Le 22 février 2024, l’ambassadeur de Chine à La Haye, Zhang Jun, a fait une déclaration inattendue. Son but, comme celui d’un certain nombre d’autres personnes, était d’aider la Cour internationale de justice (CIJ) à formuler un avis juridique critique sur les conséquences juridiques de l’occupation de la Palestine par Israël, ce qu’elle aurait dû avoir fait depuis longtemps.

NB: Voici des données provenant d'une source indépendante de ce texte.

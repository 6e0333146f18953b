//! `flowd run` - build the pipeline and serve until shutdown

use std::path::PathBuf;
use std::sync::Arc;

use anyhow::{Context as _, Result};
use clap::Args;

use flowd_config::Config;
use flowd_pipeline::{Pipeline, Registry};

#[derive(Args, Debug)]
pub struct RunArgs {
    /// Path to configuration file
    #[arg(short, long, default_value = "configs/flowd.toml")]
    pub config: PathBuf,

    /// Log level override (trace, debug, info, warn, error)
    #[arg(short, long)]
    pub log_level: Option<String>,
}

pub async fn run(args: RunArgs) -> Result<()> {
    let config = Config::from_file(&args.config)
        .with_context(|| format!("failed to load config {}", args.config.display()))?;

    let level = args
        .log_level
        .as_deref()
        .unwrap_or_else(|| config.log.level.as_str());
    crate::init_logging(level, config.log.format)?;

    tracing::info!(config = %args.config.display(), "starting flowd");

    let pipeline = Pipeline::build(Arc::new(config), &Registry::builtin())
        .await
        .context("failed to build pipeline")?;
    let mut failures = pipeline
        .take_failures()
        .expect("failure channel taken exactly once");

    pipeline.start().await.context("failed to start pipeline")?;

    tokio::select! {
        _ = tokio::signal::ctrl_c() => {
            tracing::info!("shutdown signal received");
        }
        fatal = failures.recv() => {
            if let Some(fatal) = fatal {
                tracing::error!(actor = %fatal.actor, error = %fatal.error, "fatal actor failure");
            }
        }
    }

    pipeline.stop().await.context("failed to stop pipeline")?;
    tracing::info!("flowd exited cleanly");
    Ok(())
}
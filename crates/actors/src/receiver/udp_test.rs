use std::time::Duration;

use tokio::net::UdpSocket;
use tokio::time::timeout;

use flowd_core::{Actor, CoreError, Params, Status, Value};

use crate::testutil::{collector, test_context};

use super::*;

fn loopback_params() -> Params {
    let mut params = Params::new();
    params.insert("bind_addr".into(), Value::from("127.0.0.1:0"));
    params
}

#[test]
fn test_build_requires_bind_addr() {
    let (ctx, _failures) = test_context(1);
    let err = UdpReceiver::build("in", ctx, &Params::new()).unwrap_err();
    assert!(matches!(err, CoreError::MissingParam { .. }));
}

#[tokio::test]
async fn test_datagrams_become_messages() {
    let (ctx, _failures) = test_context(1);
    let receiver = UdpReceiver::new("in", ctx, &loopback_params()).unwrap();
    let (peer, mut received) = collector("peer", Some(Status::Done));
    receiver.connect(1, peer).await.unwrap();
    receiver.start().await.unwrap();
    let addr = receiver.local_addr().unwrap();

    let sender = UdpSocket::bind("127.0.0.1:0").await.unwrap();
    sender.send_to(b"one", addr).await.unwrap();
    sender.send_to(b"two", addr).await.unwrap();

    let first = timeout(Duration::from_secs(5), received.recv())
        .await
        .unwrap()
        .unwrap();
    assert_eq!(&first.body()[..], b"one");
    let second = timeout(Duration::from_secs(5), received.recv())
        .await
        .unwrap()
        .unwrap();
    assert_eq!(&second.body()[..], b"two");

    receiver.stop().await.unwrap();
}

#[tokio::test]
async fn test_lifecycle_policy() {
    let (ctx, _failures) = test_context(1);
    let receiver = UdpReceiver::new("in", ctx, &loopback_params()).unwrap();
    assert!(matches!(
        receiver.stop().await.unwrap_err(),
        CoreError::NotStarted { .. }
    ));
    receiver.start().await.unwrap();
    assert!(matches!(
        receiver.start().await.unwrap_err(),
        CoreError::AlreadyStarted { .. }
    ));
    receiver.stop().await.unwrap();
}
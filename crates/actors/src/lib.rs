//! Built-in pipeline actors
//!
//! The stock building blocks a pipeline is assembled from: network
//! receivers at the edges, a metadata router and a fanout in the middle,
//! a throttler for flow control and sinks at the leaves.
//!
//! Every actor here follows the same shape: a registry-compatible
//! `build` constructor taking the actor name, the shared [`Context`] and
//! its config params, plus the [`Actor`] contract for wiring, traffic
//! and lifecycle.
//!
//! [`Actor`]: flowd_core::Actor
//! [`Context`]: flowd_core::Context

mod fanout;
pub mod heads;
mod outbound;
pub mod receiver;
mod router;
mod sink;
mod throttler;

#[cfg(test)]
pub(crate) mod testutil;

pub use fanout::Fanout;
pub use heads::{build_head, DumperHead, NullHead, SinkHead, TcpHead, UdpHead, WriteError};
pub use outbound::Outbound;
pub use receiver::{TcpReceiver, UdpReceiver};
pub use router::{Router, META_SENDTO};
pub use sink::{Sink, SinkCfg};
pub use throttler::Throttler;
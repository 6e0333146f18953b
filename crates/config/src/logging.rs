//! Logging configuration
//!
//! Controls the internal logging behavior of flowd.

use serde::Deserialize;

/// Log level
#[derive(Debug, Clone, Copy, Default, Deserialize, PartialEq, Eq)]
#[serde(rename_all = "lowercase")]
pub enum LogLevel {
    /// Trace level - very verbose
    Trace,
    /// Debug level - debugging information
    Debug,
    /// Info level - normal operation (default)
    #[default]
    Info,
    /// Warn level - warnings only
    Warn,
    /// Error level - errors only
    Error,
}

impl LogLevel {
    /// Convert to tracing level filter string
    pub fn as_str(&self) -> &'static str {
        match self {
            Self::Trace => "trace",
            Self::Debug => "debug",
            Self::Info => "info",
            Self::Warn => "warn",
            Self::Error => "error",
        }
    }
}

/// Log output format
#[derive(Debug, Clone, Copy, Default, Deserialize, PartialEq, Eq)]
#[serde(rename_all = "lowercase")]
pub enum LogFormat {
    /// Human-readable console output (default)
    #[default]
    Console,
    /// JSON structured logging
    Json,
}

/// Logging configuration
///
/// # Example
///
/// ```toml
/// [log]
/// level = "info"
/// format = "console"
/// ```
#[derive(Debug, Clone, Default, Deserialize)]
#[serde(default)]
pub struct LogConfig {
    /// Log level (trace, debug, info, warn, error)
    /// Default: info
    pub level: LogLevel,

    /// Output format (console, json)
    /// Default: console
    pub format: LogFormat,
}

Zhang a exposé la position chinoise qui, contrairement au témoignage de l’envoyé américain, était entièrement conforme au droit international et au droit humanitaire. Mais il a abordé un sujet tabou, que même les plus proches alliés de la Palestine au Moyen-Orient et dans les pays du Sud n’ont jamais osé évoquer : le droit de résister par tous les moyens, « y compris la lutte armée ».

« Le recours à la force par le peuple palestinien pour résister à l’oppression étrangère et établir un État indépendant est un droit inaliénable », a déclaré l’ambassadeur chinois. « La lutte menée par les peuples pour leur libération et leur droit à l’autodétermination, y compris la lutte armée contre le colonialisme, l’occupation, l’agression et la domination des forces étrangères, ne doit pas être considérée comme un acte terroriste », a-t-il insisté.

Ni les gouvernements ni les intellectuels, y compris de nombreux représentants de la dite gauche, n’ont rebondi sur ces déclarations pour faire avancer la cause palestinienne. Il est bien plus commode d’attribuer aux Palestiniens le rôle de victime ou de méchant.

Un Palestinien qui résiste à l’occupation – un Palestinien qui agit et prend en main son destin – est toujours un sujet dangereux sur lequel il vaut mieux ne pas s’appesantir, surtout si on veut le faire avec honnêteté.

Les remarques de Zhang, cependant, se situaient entièrement dans le contexte du droit international. Romana Rubeo et moi-même ne pouvions donc pas laisser passer l’occasion de soulever la question lors d’un récent entretien avec le professeur Richard Falk, éminent spécialiste du droit international et ancien rapporteur spécial des Nations unies pour la Palestine.

Richard Falk n’est pas seulement un expert juridique accompli. C’est aussi un intellectuel lucide qui sait tirer les leçons de l’histoire. Il choisit ses mots, mais il n’a pas peur de dire ce qu’il pense.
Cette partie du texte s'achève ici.